This Interview With Uber’s CEO Should Be Placed In A Time Capsule For The Year 2029

This Interview With Uber’s CEO Should Be Placed In A Time Capsule For The Year 2029

Uber lost a mind-boggling $US5.2 billion ($7.7 billion) last quarter, but the company’s CEO, Dara Khosrowshahi, is still optimistic that Uber will be able to make money one day. Khosrowshahi sat down with Bloomberg Technology reporter Emily Chang this week and kept insisting that Uber has the ability to turn a profit, despite widespread scepticism from people who keep shorting the company’s stock since it went public back in May.

This new interview really deserves to be placed in a time capsule to watch 10 years from now. Either Khosrowshahi will be proved right and this interview will look very prescient, or he’ll be proved wrong and Uber will be a punchline about failed companies of the 2010s.

It’s hard to imagine any middle ground, and Chang really does an admirable job of asking Khosrowshahi over and over again how Uber plans to be profitable in the future.

Chang: There have been bumps on the road, and despite all the negative stories, Uber, Lyft, ride-sharing companies, have been transformational. The big question for you is, can Uber be as transformational over the next decade, as it has been over the last decade?

Khosrowshahi: I think so. Really what Uber has done is brought transportation and opportunity at this point to what we believe is a small segment of the population. Listen, we’ve got over four million driver partners all over the world, which is a huge number and it’s unparalleled. But we want Uber to be available to everybody. And what we’re doing now is going into the next step of introducing other transportation choices to Uber.
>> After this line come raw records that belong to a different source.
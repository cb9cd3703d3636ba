//! Integration tests for the verification flow through the public API

use std::sync::Arc;

use mall_core::domain::entities::verification_code::{image_code_key, send_flag_key, sms_code_key};
use mall_core::errors::{DomainError, VerificationError};
use mall_core::services::cache::{CacheServiceTrait, MockCacheService};
use mall_core::services::verification::{
    CaptchaImage, CaptchaRendererTrait, GeneratedCaptcha, MockSmsService, VerificationService,
    VerificationServiceConfig,
};

/// Renderer with a fixed answer and opaque image bytes
struct FixedAnswerRenderer;

impl CaptchaRendererTrait for FixedAnswerRenderer {
    fn generate(&self) -> Result<GeneratedCaptcha, String> {
        Ok(GeneratedCaptcha {
            answer: "K7QZ".to_string(),
            image: CaptchaImage {
                content_type: "image/png".to_string(),
                bytes: vec![0x89, b'P', b'N', b'G'],
            },
        })
    }
}

fn service() -> (
    VerificationService<MockSmsService, MockCacheService, FixedAnswerRenderer>,
    Arc<MockSmsService>,
    Arc<MockCacheService>,
) {
    let sms = Arc::new(MockSmsService::new(false));
    let cache = Arc::new(MockCacheService::new());
    let service = VerificationService::new(
        sms.clone(),
        cache.clone(),
        Arc::new(FixedAnswerRenderer),
        VerificationServiceConfig::default(),
    );
    (service, sms, cache)
}

#[tokio::test]
async fn test_full_registration_code_flow() {
    let (service, sms, cache) = service();
    let challenge_id = "3b241101-e2bb-4255-8caf-4136c566a962";
    let mobile = "13912345678";

    let challenge = service.issue_image_challenge(challenge_id).await.unwrap();
    assert_eq!(challenge.image.content_type, "image/png");
    let answer = cache.get(&image_code_key(challenge_id)).await.unwrap().unwrap();
    assert_eq!(answer, "K7QZ");

    let ack = service.send_sms_code(mobile, &answer, challenge_id).await.unwrap();
    assert_eq!(ack.resend_after_seconds, 60);

    let delivered = sms.get_sent_code(mobile).await.expect("code delivered");
    service.verify_sms_code(mobile, &delivered).await.unwrap();
}

#[tokio::test]
async fn test_documented_scenario() {
    let (service, _sms, cache) = service();
    cache.insert("img_u1", "7f3a", 300).await;

    service.send_sms_code("13800138000", "7F3A", "u1").await.unwrap();

    assert!(cache.exists(&sms_code_key("13800138000")).await.unwrap());
    assert!(cache.exists(&send_flag_key("13800138000")).await.unwrap());
    assert!(!cache.exists("img_u1").await.unwrap());

    cache.insert("img_u1", "7f3a", 300).await;
    let repeat = service.send_sms_code("13800138000", "7F3A", "u1").await;
    assert!(matches!(repeat, Err(DomainError::RateLimited { .. })));
}

#[tokio::test]
async fn test_challenge_is_single_use_across_mobiles() {
    let (service, _sms, cache) = service();
    cache.insert("img_shared", "QW12", 300).await;

    service.send_sms_code("13800138000", "QW12", "shared").await.unwrap();
    let second = service.send_sms_code("13900139000", "QW12", "shared").await;

    assert!(matches!(
        second,
        Err(DomainError::Verification(VerificationError::ImageCodeExpired))
    ));
}

#[tokio::test]
async fn test_uppercase_challenge_id_round_trip() {
    let (service, _sms, _cache) = service();
    let challenge_id = "3B241101-E2BB-4255-8CAF-4136C566A962";

    service.issue_image_challenge(challenge_id).await.unwrap();

    service.send_sms_code("13800138000", "k7qz", challenge_id).await.unwrap();
}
We’ve always gone with Pool, but for example we’re testing buses in Cairo now to even bring the price of Uber down to the next level… a dollar, a buck 50, etc. We’re introducing bikes and scooters for personal electric mobility so that essentially, any way that you want to get around your city, we’re going to be there for you.
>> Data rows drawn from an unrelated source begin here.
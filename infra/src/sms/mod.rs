//! SMS Gateway Module
//!
//! Template SMS delivery for verification codes. The Cloopen (CCP) REST
//! client is used in deployed environments; the mock provider logs messages
//! instead of sending them.
//!
//! The domain layer only sees [`SmsGatewayAdapter`], which implements
//! `mall_core`'s `SmsServiceTrait` on top of any [`SmsService`].

pub mod ccp;
pub mod gateway_adapter;
pub mod mock_sms;
pub mod sms_service;

pub use ccp::{CcpSmsService, CCP_SUCCESS_STATUS};
pub use gateway_adapter::SmsGatewayAdapter;
pub use mock_sms::MockSmsService;
pub use sms_service::SmsService;

#[cfg(test)]
mod tests;

/// Create an SMS service based on configuration
///
/// `ccp` requires the account SID, token and app id. Missing credentials,
/// client construction failures and unknown provider names all fall back to
/// the mock provider so a development server still starts.
pub fn create_sms_service(config: &crate::config::SmsConfig) -> Box<dyn SmsService> {
    match config.provider.as_str() {
        "mock" => Box::new(MockSmsService::new()),
        "ccp" => {
            if !config.has_credentials() {
                tracing::warn!("CCP credentials are not configured, falling back to mock SMS service");
                return Box::new(MockSmsService::new());
            }

            match CcpSmsService::new(config) {
                Ok(service) => Box::new(service),
                Err(e) => {
                    tracing::error!("Failed to initialize CCP SMS service: {}", e);
                    tracing::warn!("Falling back to mock SMS service");
                    Box::new(MockSmsService::new())
                }
            }
        }
        _ => {
            tracing::warn!(
                "Unknown SMS provider '{}', using mock implementation",
                config.provider
            );
            Box::new(MockSmsService::new())
        }
    }
}
use actix_web::{http::header, web, HttpRequest, HttpResponse};

use mall_core::repositories::AreaRepository;
use mall_core::services::{CacheServiceTrait, CaptchaRendererTrait, SmsServiceTrait};

use super::AppState;
use crate::handlers::to_response;

/// Handler for `GET /image_codes/{uuid}/`
///
/// Stores a fresh answer under the client-chosen id and returns the rendered
/// image. Requesting the same id again replaces the previous answer.
pub async fn image_code<R, C, S, G>(
    req: HttpRequest,
    state: web::Data<AppState<R, C, S, G>>,
    path: web::Path<String>,
) -> HttpResponse
where
    R: AreaRepository + 'static,
    C: CacheServiceTrait + 'static,
    S: SmsServiceTrait + 'static,
    G: CaptchaRendererTrait + 'static,
{
    match state.verification_service.issue_image_challenge(&path).await {
        Ok(challenge) => HttpResponse::Ok()
            .content_type(challenge.image.content_type)
            .insert_header((header::CACHE_CONTROL, "no-store"))
            .body(challenge.image.bytes),
        Err(error) => to_response(&error, &req),
    }
}
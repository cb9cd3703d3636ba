//! SMS Service Interface
//!
//! Template based providers substitute `datas` into a pre-registered message
//! template, so callers never send free text.

use async_trait::async_trait;

use crate::InfrastructureError;

/// SMS provider able to send a registered template
#[async_trait]
pub trait SmsService: Send + Sync {
    /// Send template `template_id` to `to`, filling its placeholders with `datas`
    ///
    /// # Returns
    ///
    /// * `Ok(message_id)` - Provider identifier for the accepted message
    /// * `Err(InfrastructureError)` - Transport failure or a rejection by the provider
    async fn send_template_sms(
        &self,
        to: &str,
        datas: &[String],
        template_id: &str,
    ) -> Result<String, InfrastructureError>;

    /// Get the service provider name
    fn provider_name(&self) -> &str;

    /// Check if the service is available.
    /// Default implementation always returns true.
    async fn is_available(&self) -> bool {
        true
    }
}
//! Redis-backed implementation of the core cache seam
//!
//! One instance serves one Redis database: the area cache and the
//! verification store are separate instances over separate connections.

use async_trait::async_trait;
use mall_core::services::cache::{CacheEntry, CacheServiceTrait};

use crate::cache::RedisClient;
use crate::InfrastructureError;

/// Cache service adapter over `RedisClient`
#[derive(Clone)]
pub struct RedisCacheService {
    redis_client: RedisClient,
}

impl RedisCacheService {
    /// Create a new cache service
    ///
    /// # Example
    /// ```no_run
    /// use mall_infra::cache::{RedisCacheService, RedisClient};
    ///
    /// fn create_service(redis_client: RedisClient) -> RedisCacheService {
    ///     RedisCacheService::new(redis_client)
    /// }
    /// ```
    pub fn new(redis_client: RedisClient) -> Self {
        Self { redis_client }
    }

    /// Underlying client, for health checks
    pub fn client(&self) -> &RedisClient {
        &self.redis_client
    }
}

fn to_message(e: InfrastructureError) -> String {
    e.to_string()
}

#[async_trait]
impl CacheServiceTrait for RedisCacheService {
    async fn get(&self, key: &str) -> Result<Option<String>, String> {
        self.redis_client.get(key).await.map_err(to_message)
    }

    async fn set_with_expiry(&self, key: &str, value: &str, ttl_seconds: u64) -> Result<(), String> {
        self.redis_client
            .set_with_expiry(key, value, ttl_seconds)
            .await
            .map_err(to_message)
    }

    async fn take(&self, key: &str) -> Result<Option<String>, String> {
        self.redis_client.take(key).await.map_err(to_message)
    }

    async fn exists(&self, key: &str) -> Result<bool, String> {
        self.redis_client.exists(key).await.map_err(to_message)
    }

    async fn delete(&self, key: &str) -> Result<bool, String> {
        self.redis_client.delete(key).await.map_err(to_message)
    }

    async fn set_pair_if_absent(&self, guard: &CacheEntry, entry: &CacheEntry) -> Result<bool, String> {
        self.redis_client
            .set_pair_if_absent(
                &guard.key,
                &guard.value,
                guard.ttl_seconds,
                &entry.key,
                &entry.value,
                entry.ttl_seconds,
            )
            .await
            .map_err(to_message)
    }
}
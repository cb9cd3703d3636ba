//! Server configuration module

use serde::{Deserialize, Serialize};

use super::env_or;

/// HTTP server configuration
#[derive(Debug, Clone, Deserialize, Serialize)]
pub struct ServerConfig {
    /// Server host address
    pub host: String,

    /// Server port
    pub port: u16,

    /// Worker threads (0 = number of CPU cores)
    #[serde(default)]
    pub workers: usize,

    /// Keep-alive timeout in seconds
    #[serde(default = "default_keep_alive")]
    pub keep_alive: u64,
}

impl Default for ServerConfig {
    fn default() -> Self {
        Self {
            host: String::from("0.0.0.0"),
            port: 8000,
            workers: 0,
            keep_alive: default_keep_alive(),
        }
    }
}

impl ServerConfig {
    /// Create a new server configuration
    pub fn new(host: impl Into<String>, port: u16) -> Self {
        Self {
            host: host.into(),
            port,
            ..Default::default()
        }
    }

    /// Create from environment variables
    pub fn from_env() -> Self {
        let defaults = Self::default();
        Self {
            host: std::env::var("SERVER_HOST").unwrap_or(defaults.host),
            port: env_or("SERVER_PORT", defaults.port),
            workers: env_or("SERVER_WORKERS", defaults.workers),
            keep_alive: env_or("SERVER_KEEP_ALIVE", defaults.keep_alive),
        }
    }

    /// Get the bind address
    pub fn bind_address(&self) -> String {
        format!("{}:{}", self.host, self.port)
    }
}

fn default_keep_alive() -> u64 {
    75
}
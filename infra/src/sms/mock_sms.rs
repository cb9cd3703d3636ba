//! Mock SMS Service Implementation
//!
//! Logs template messages instead of sending them. Used in development and
//! whenever the real gateway cannot be configured.

use async_trait::async_trait;
use std::sync::atomic::{AtomicBool, AtomicU64, Ordering};
use std::sync::Arc;
use tracing::{info, warn};

use mall_shared::phone::{is_valid_mobile, mask_phone_number};

use super::sms_service::SmsService;
use crate::InfrastructureError;

/// Mock SMS service for development and testing
#[derive(Clone, Default)]
pub struct MockSmsService {
    message_count: Arc<AtomicU64>,
    simulate_failure: Arc<AtomicBool>,
}

impl MockSmsService {
    pub fn new() -> Self {
        Self::default()
    }

    /// Total number of messages accepted so far
    pub fn get_message_count(&self) -> u64 {
        self.message_count.load(Ordering::SeqCst)
    }

    /// Enable or disable failure simulation
    pub fn set_simulate_failure(&self, simulate: bool) {
        self.simulate_failure.store(simulate, Ordering::SeqCst);
    }
}

#[async_trait]
impl SmsService for MockSmsService {
    async fn send_template_sms(
        &self,
        to: &str,
        datas: &[String],
        template_id: &str,
    ) -> Result<String, InfrastructureError> {
        let masked = mask_phone_number(to);

        if !is_valid_mobile(to) {
            return Err(InfrastructureError::Sms(format!(
                "Invalid mobile number: {}",
                masked
            )));
        }

        if self.simulate_failure.load(Ordering::SeqCst) {
            warn!(phone = %masked, "Mock SMS service simulating failure");
            return Err(InfrastructureError::Sms(
                "Simulated SMS sending failure".to_string(),
            ));
        }

        let count = self.message_count.fetch_add(1, Ordering::SeqCst) + 1;
        let message_id = format!("mock_{}_{}", chrono::Utc::now().timestamp_millis(), count);

        // Development only: the template data carries the code
        info!(
            target: "sms_service",
            provider = "mock",
            phone = %masked,
            template_id,
            datas = ?datas,
            message_id = %message_id,
            "Mock SMS sent"
        );

        Ok(message_id)
    }

    fn provider_name(&self) -> &str {
        "Mock"
    }
}
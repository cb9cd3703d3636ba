use actix_web::{web, HttpRequest, HttpResponse};

use mall_core::repositories::AreaRepository;
use mall_core::services::{CacheServiceTrait, CaptchaRendererTrait, SmsServiceTrait};
use mall_shared::JsonResponse;

use super::AppState;
use crate::dto::{AreaQuery, ProvinceListData, SubAreaResponseData};
use crate::handlers::to_response;

/// Handler for `GET /areas/`
///
/// Without `area_id` answers `{code, errmsg, province_list: [{id, name}]}`;
/// with it answers `{code, errmsg, sub_data: {id, name, subs}}`.
pub async fn list_areas<R, C, S, G>(
    req: HttpRequest,
    state: web::Data<AppState<R, C, S, G>>,
    query: web::Query<AreaQuery>,
) -> HttpResponse
where
    R: AreaRepository + 'static,
    C: CacheServiceTrait + 'static,
    S: SmsServiceTrait + 'static,
    G: CaptchaRendererTrait + 'static,
{
    let area_id = match query.parse_area_id() {
        Ok(area_id) => area_id,
        Err(error) => return to_response(&error, &req),
    };

    match area_id {
        None => match state.area_service.get_provinces().await {
            Ok(province_list) => {
                HttpResponse::Ok().json(JsonResponse::ok(ProvinceListData { province_list }))
            }
            Err(error) => to_response(&error, &req),
        },
        Some(area_id) => match state.area_service.get_sub_areas(area_id).await {
            Ok(sub_data) => {
                HttpResponse::Ok().json(JsonResponse::ok(SubAreaResponseData { sub_data }))
            }
            Err(error) => to_response(&error, &req),
        },
    }
}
It’ll be mostly Uber goods, but we’ll also have third parties such as Transit, such as Lime is one of our partners as well. Any way you want to get around, we want Uber to be there.

But Chang wouldn’t let him get away with simply saying that they were going to grow. Any company can grow if investors keep throwing piles of money at it. Growth doesn’t do you any good if your business is losing money with every transaction. She kept asking over and over again when Uber might make a profit and Khosrowshahi didn’t really have great answers.

Chang: You’ve said Uber can be profitable, but how confident and how quickly can Uber be profitable? How confident are you that Uber can be profitable and how quickly?

Khosrowshahi: I’m very confident. I think the losses we reported, it was a $5 billion loss from an account perspective. If you live in accounting world, that’s a big loss. I live in the real world.

Khosrowshahi went on to explain how Uber wasn’t actually losing money in the “real world”, which is a bit hard to swallow, but they moved on. Khosrowshahi insisted that he was going to be “demanding” his employees “to be doing even more with less”.

Chang: So is pricing the main lever that you pull to profitability or are there other drivers?

Khosrowshahi: Scale, scale. It’s getting big when you’ve got over a billion rides per quarter and you’ve got trips growing at 35 per cent on a year on year basis. We think we can use technology to be much more efficient.

For example, instead of now you’re having to email a call centre agent or call a call centre agent if you have issues, you can just do it in the app. These are technology innovations that allow customers to have a better experience, and at the same time they bring down costs.

So the combination of growing topline still over 30 per cent, technology innovation to delight the customer and take costs down at the same time, and then good old fashioned efficiency, making sure that our corporate costs down grow as fast as our revenue. All of those together give you a formula to get to profitability.

Uber lost $US3 billion ($4.5 billion) in 2016, $US4 billion ($5.9 billion) in 2017 and $US3 billion ($4.5 billion) in 2018. The company is haemorrhaging money and it’s hard for many outsiders to figure out how that can stop. Khosrowshahi insists that Uber can be profitable through more “good old fashioned efficiency”.

If you’re reading this in 2029, only you know how it all worked out for Uber. You also know how it all worked out for other pressing issues here in August of 2019 — such as Brexit, the global rise of fascism and climate change.

It sucks to be alive in 2019, but we can only imagine how bad things are going to get for the next decade.